Yes, the offense remains ranked last in the NFL in points per game and again struggled to get out their own way. But the defense — the unit that is supposed to be the Broncos’ pillar — let them down in a major way. They were given a lead and failed to protect it.

“If we hold ourselves to the standard of being the best defense in the league, we’ve got to stop them there,” outside linebacker Jonathon Cooper said. “We had a chance to seal the game and we couldn’t do it.”

Of Denver’s seven losses this season, only the two against the Raiders could realistically be pinned on the defense. In Las Vegas’ 32-23 win in Week 4, Josh Jacobs rushed for 144 yards with two scores and Davante Adams had 101 yards receiving.

It was a similar story Sunday, with those two playmakers providing the difference. Jacobs had 109 yards on 24 carries, while Adams had seven catches for 141 yards and two touchdowns, including the 35-yard game-winner from quarterback Derek Carr in overtime.

Jacobs’ performance, underscored by a 43-yard catch in the waning minutes to set up the Raiders’ overtime-forcing field goal, was his fourth career 100-yard rushing game against Denver. The Raiders got the ball back on their own 22-yard line with 1:43 left in regulation and used Jacobs’ big catch down the left sideline to force overtime.

“Our key was stopping the run and we failed,” Broncos defensive lineman Dre’Mont Jones said. “We didn’t do a good job executing our game plan. It was a big no-no for (Jacobs) to get to 100 yards. He got what he wanted and we’ve got to be better.

“His ability to bounce off and get to different levels was big. We didn’t do the best job of rallying to him. He kept getting leaky yardage — what should’ve been a 1-yard gain turned into a 4-yard gain and so on.”

Meanwhile, Adams torched Broncos cornerback Pat Surtain II and safety Kareem Jackson for a 31-yard touchdown in the second quarter. He followed that with a walk-off in overtime when Surtain bit on a double-move and safety Justin Simmons failed to help over the top, leaving Adams wide open.

“We had opportunities to make plays (to put it away) in the end and didn’t,” Surtain said. “We’ll learn from it… I’m going to have a short-term memory from this.”

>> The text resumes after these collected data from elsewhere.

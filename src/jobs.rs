use chrono::{NaiveDateTime, Utc};
use diesel::pg::PgConnection;
use diesel::prelude::*;
use diesel::result::{DatabaseErrorKind, Error as DieselError};
use rand::{distributions::Alphanumeric, Rng};
use serde::{Deserialize, Serialize};
use thiserror::Error;

use crate::models::{Job, NewJob, NewJobClaim};
use crate::schema::{job_claims, jobs};

pub const SUPPORTED_STYLES: &[&str] = &["lunora"];

const SESSION_UNIQUE_CONSTRAINT: &str = "jobs_payment_session_id_key";
const JOB_ID_SUFFIX_LEN: usize = 8;
const JOB_ID_PREFIX_MAX: usize = 24;

pub fn is_supported_style(style: &str) -> bool {
    SUPPORTED_STYLES.iter().any(|allowed| *allowed == style)
}

#[derive(Debug, Clone, Copy, PartialEq, Eq, Serialize, Deserialize)]
#[serde(rename_all = "lowercase")]
pub enum JobStatus {
    Pending,
    Queuing,
    Processing,
    Completed,
    Failed,
}

impl JobStatus {
    pub fn as_str(self) -> &'static str {
        match self {
            JobStatus::Pending => "pending",
            JobStatus::Queuing => "queuing",
            JobStatus::Processing => "processing",
            JobStatus::Completed => "completed",
            JobStatus::Failed => "failed",
        }
    }

    pub fn parse(value: &str) -> Option<Self> {
        match value {
            "pending" => Some(JobStatus::Pending),
            "queuing" => Some(JobStatus::Queuing),
            "processing" => Some(JobStatus::Processing),
            "completed" => Some(JobStatus::Completed),
            "failed" => Some(JobStatus::Failed),
            _ => None,
        }
    }

    pub fn is_terminal(self) -> bool {
        matches!(self, JobStatus::Completed | JobStatus::Failed)
    }

    fn rank(self) -> u8 {
        match self {
            JobStatus::Pending => 0,
            JobStatus::Queuing => 1,
            JobStatus::Processing => 2,
            JobStatus::Completed | JobStatus::Failed => 3,
        }
    }

    /// Forward-only. `processing -> processing` is allowed so progress can be reported.
    pub fn can_transition_to(self, next: JobStatus) -> bool {
        if self.is_terminal() {
            return false;
        }
        next.rank() > self.rank() || (self == JobStatus::Processing && next == self)
    }
}

pub const TERMINAL_STATUSES: &[&str] = &["completed", "failed"];

#[derive(Debug, Error)]
pub enum JobStoreError {
    #[error("database error: {0}")]
    Database(#[from] DieselError),
    #[error("job not found")]
    NotFound,
    #[error("job {job_id} has unknown status {status}")]
    UnknownStatus { job_id: String, status: String },
    #[error("cannot move job from {from} to {to}")]
    InvalidTransition { from: &'static str, to: &'static str },
    #[error("completed jobs require at least one output image")]
    MissingOutputs,
    #[error("failed jobs require an error message")]
    MissingErrorMessage,
    #[error("progress must be between 0 and 100")]
    InvalidProgress,
}

pub type JobStoreResult<T> = Result<T, JobStoreError>;

pub fn status_of(job: &Job) -> JobStoreResult<JobStatus> {
    JobStatus::parse(&job.status).ok_or_else(|| JobStoreError::UnknownStatus {
        job_id: job.id.clone(),
        status: job.status.clone(),
    })
}

/// `<email local-part slug>-<random suffix>`, e.g. `jane-doe-k3v9x0qa`.
pub fn derive_job_id(customer_email: &str) -> String {
    let local_part = customer_email.split('@').next().unwrap_or_default();
    let mut prefix = String::with_capacity(JOB_ID_PREFIX_MAX);
    for ch in local_part.chars() {
        if prefix.len() >= JOB_ID_PREFIX_MAX {
            break;
        }
        if ch.is_ascii_alphanumeric() {
            prefix.push(ch.to_ascii_lowercase());
        } else if !prefix.is_empty() && !prefix.ends_with('-') {
            prefix.push('-');
        }
    }
    let prefix = prefix.trim_end_matches('-');
    let prefix = if prefix.is_empty() { "job" } else { prefix };

    let suffix: String = rand::thread_rng()
        .sample_iter(&Alphanumeric)
        .take(JOB_ID_SUFFIX_LEN)
        .map(|byte| (byte as char).to_ascii_lowercase())
        .collect();

    format!("{prefix}-{suffix}")
}

pub fn find_job(conn: &mut PgConnection, job_id: &str) -> QueryResult<Option<Job>> {
    jobs::table.find(job_id).first(conn).optional()
}

pub fn find_job_by_session(conn: &mut PgConnection, session_id: &str) -> QueryResult<Option<Job>> {
    jobs::table
        .filter(jobs::payment_session_id.eq(session_id))
        .order(jobs::created_at.desc())
        .first(conn)
        .optional()
}

#[derive(Debug)]
pub enum InsertOutcome {
    Created(Job),
    /// Another delivery already created the job for this payment session.
    DuplicateSession,
    /// The generated primary key collided; the caller should pick a new id.
    IdTaken,
}

/// Inserts the job and its claim token atomically.
///
/// The unique index on `payment_session_id` is the authoritative idempotency guard;
/// a violation of it is reported as [`InsertOutcome::DuplicateSession`].
pub fn insert_job(
    conn: &mut PgConnection,
    new_job: &NewJob,
    claim: Option<&NewJobClaim>,
) -> JobStoreResult<InsertOutcome> {
    let result = conn.transaction::<Job, DieselError, _>(|conn| {
        diesel::insert_into(jobs::table)
            .values(new_job)
            .execute(conn)?;
        if let Some(claim) = claim {
            diesel::insert_into(job_claims::table)
                .values(claim)
                .execute(conn)?;
        }
        jobs::table.find(&new_job.id).first(conn)
    });

    match result {
        Ok(job) => Ok(InsertOutcome::Created(job)),
        Err(DieselError::DatabaseError(DatabaseErrorKind::UniqueViolation, info)) => {
            if info.constraint_name() == Some(SESSION_UNIQUE_CONSTRAINT) {
                Ok(InsertOutcome::DuplicateSession)
            } else {
                Ok(InsertOutcome::IdTaken)
            }
        }
        Err(err) => Err(err.into()),
    }
}

pub fn record_execution(
    conn: &mut PgConnection,
    job_id: &str,
    execution_ref: &str,
) -> QueryResult<()> {
    diesel::update(jobs::table.find(job_id))
        .set((
            jobs::processing_execution_ref.eq(Some(execution_ref)),
            jobs::updated_at.eq(Utc::now().naive_utc()),
        ))
        .execute(conn)?;
    Ok(())
}

/// Moves a non-terminal job to `failed`. Returns whether a row changed.
pub fn mark_failed(conn: &mut PgConnection, job_id: &str, error_message: &str) -> QueryResult<bool> {
    let now = Utc::now().naive_utc();
    let updated = diesel::update(
        jobs::table
            .find(job_id)
            .filter(jobs::status.ne_all(TERMINAL_STATUSES.iter().copied())),
    )
    .set((
        jobs::status.eq(JobStatus::Failed.as_str()),
        jobs::error_message.eq(Some(error_message)),
        jobs::completed_at.eq(Some(now)),
        jobs::updated_at.eq(now),
    ))
    .execute(conn)?;
    Ok(updated > 0)
}

/// Payment bookkeeping for redelivered notifications of jobs already finished.
pub fn update_payment_bookkeeping(
    conn: &mut PgConnection,
    job_id: &str,
    payment_intent_id: &str,
    payment_status: &str,
) -> QueryResult<()> {
    diesel::update(jobs::table.find(job_id))
        .set((
            jobs::payment_intent_id.eq(payment_intent_id),
            jobs::payment_status.eq(payment_status),
            jobs::updated_at.eq(Utc::now().naive_utc()),
        ))
        .execute(conn)?;
    Ok(())
}

#[derive(Debug, Clone, Deserialize)]
#[serde(rename_all = "camelCase")]
pub struct ProcessingUpdate {
    pub status: JobStatus,
    #[serde(default)]
    pub progress: Option<i32>,
    #[serde(default)]
    pub output_image_urls: Vec<String>,
    #[serde(default)]
    pub error_message: Option<String>,
}

impl ProcessingUpdate {
    fn validate(&self) -> JobStoreResult<()> {
        if let Some(progress) = self.progress {
            if !(0..=100).contains(&progress) {
                return Err(JobStoreError::InvalidProgress);
            }
        }
        match self.status {
            JobStatus::Completed if self.cleaned_outputs().is_empty() => {
                Err(JobStoreError::MissingOutputs)
            }
            JobStatus::Failed if self.cleaned_error().is_none() => {
                Err(JobStoreError::MissingErrorMessage)
            }
            _ => Ok(()),
        }
    }

    fn cleaned_outputs(&self) -> Vec<String> {
        self.output_image_urls
            .iter()
            .map(|url| url.trim())
            .filter(|url| !url.is_empty())
            .map(str::to_string)
            .collect()
    }

    fn cleaned_error(&self) -> Option<String> {
        self.error_message
            .as_deref()
            .map(str::trim)
            .filter(|message| !message.is_empty())
            .map(str::to_string)
    }
}

#[derive(AsChangeset)]
#[diesel(table_name = jobs)]
struct ProcessingChangeset {
    status: String,
    progress: Option<i32>,
    output_image_refs: Option<Vec<String>>,
    error_message: Option<String>,
    completed_at: Option<NaiveDateTime>,
    updated_at: NaiveDateTime,
}

/// The only write-path for the out-of-process stylization function.
///
/// Locks the row, checks the transition is forward-only and that terminal
/// states carry their required fields, then writes the disjoint field set the
/// function owns.
pub fn apply_processing_update(
    conn: &mut PgConnection,
    job_id: &str,
    update: &ProcessingUpdate,
) -> JobStoreResult<Job> {
    update.validate()?;

    conn.transaction::<Job, JobStoreError, _>(|conn| {
        let job: Job = jobs::table
            .find(job_id)
            .for_update()
            .first(conn)
            .optional()?
            .ok_or(JobStoreError::NotFound)?;

        let current = status_of(&job)?;
        if !current.can_transition_to(update.status) {
            return Err(JobStoreError::InvalidTransition {
                from: current.as_str(),
                to: update.status.as_str(),
            });
        }

        let now = Utc::now().naive_utc();
        let changes = match update.status {
            JobStatus::Completed => ProcessingChangeset {
                status: JobStatus::Completed.as_str().to_string(),
                progress: Some(100),
                output_image_refs: Some(update.cleaned_outputs()),
                error_message: None,
                completed_at: Some(now),
                updated_at: now,
            },
            JobStatus::Failed => ProcessingChangeset {
                status: JobStatus::Failed.as_str().to_string(),
                progress: None,
                output_image_refs: None,
                error_message: update.cleaned_error(),
                completed_at: Some(now),
                updated_at: now,
            },
            other => ProcessingChangeset {
                status: other.as_str().to_string(),
                progress: update.progress,
                output_image_refs: None,
                error_message: None,
                completed_at: None,
                updated_at: now,
            },
        };

        diesel::update(jobs::table.find(job_id))
            .set(&changes)
            .execute(conn)?;

        Ok(jobs::table.find(job_id).first(conn)?)
    })
}

pub fn mark_downloaded(conn: &mut PgConnection, job_id: &str) -> QueryResult<bool> {
    let updated = diesel::update(jobs::table.find(job_id))
        .set((
            jobs::is_downloaded.eq(true),
            jobs::updated_at.eq(Utc::now().naive_utc()),
        ))
        .execute(conn)?;
    Ok(updated > 0)
}

/// Non-terminal jobs untouched since `cutoff`, oldest first.
pub fn list_stalled(conn: &mut PgConnection, cutoff: NaiveDateTime) -> QueryResult<Vec<Job>> {
    jobs::table
        .filter(jobs::status.ne_all(TERMINAL_STATUSES.iter().copied()))
        .filter(jobs::updated_at.lt(cutoff))
        .order(jobs::updated_at.asc())
        .load(conn)
}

Josey Jewell, who had 11 tackles and a sack, didn’t mince words about the defense’s role. Beyond Adams’ game-winning catch, the Broncos also gave up a chunk play in coverage to tight end Foster Moreau on the previous snap.

The Denver defense entered the week ranked first in average points allowed (16.6), yards per play (4.6) and passing yards per game (174.4), but couldn’t live up to its top-ranked billing down the stretch.

“We need to finish games, it’s plain and simple,” Jewell said. “In this game, we need to bring that (same intensity we opened the game with) to overtime. We had a couple too many (bad plays) on that final drive.”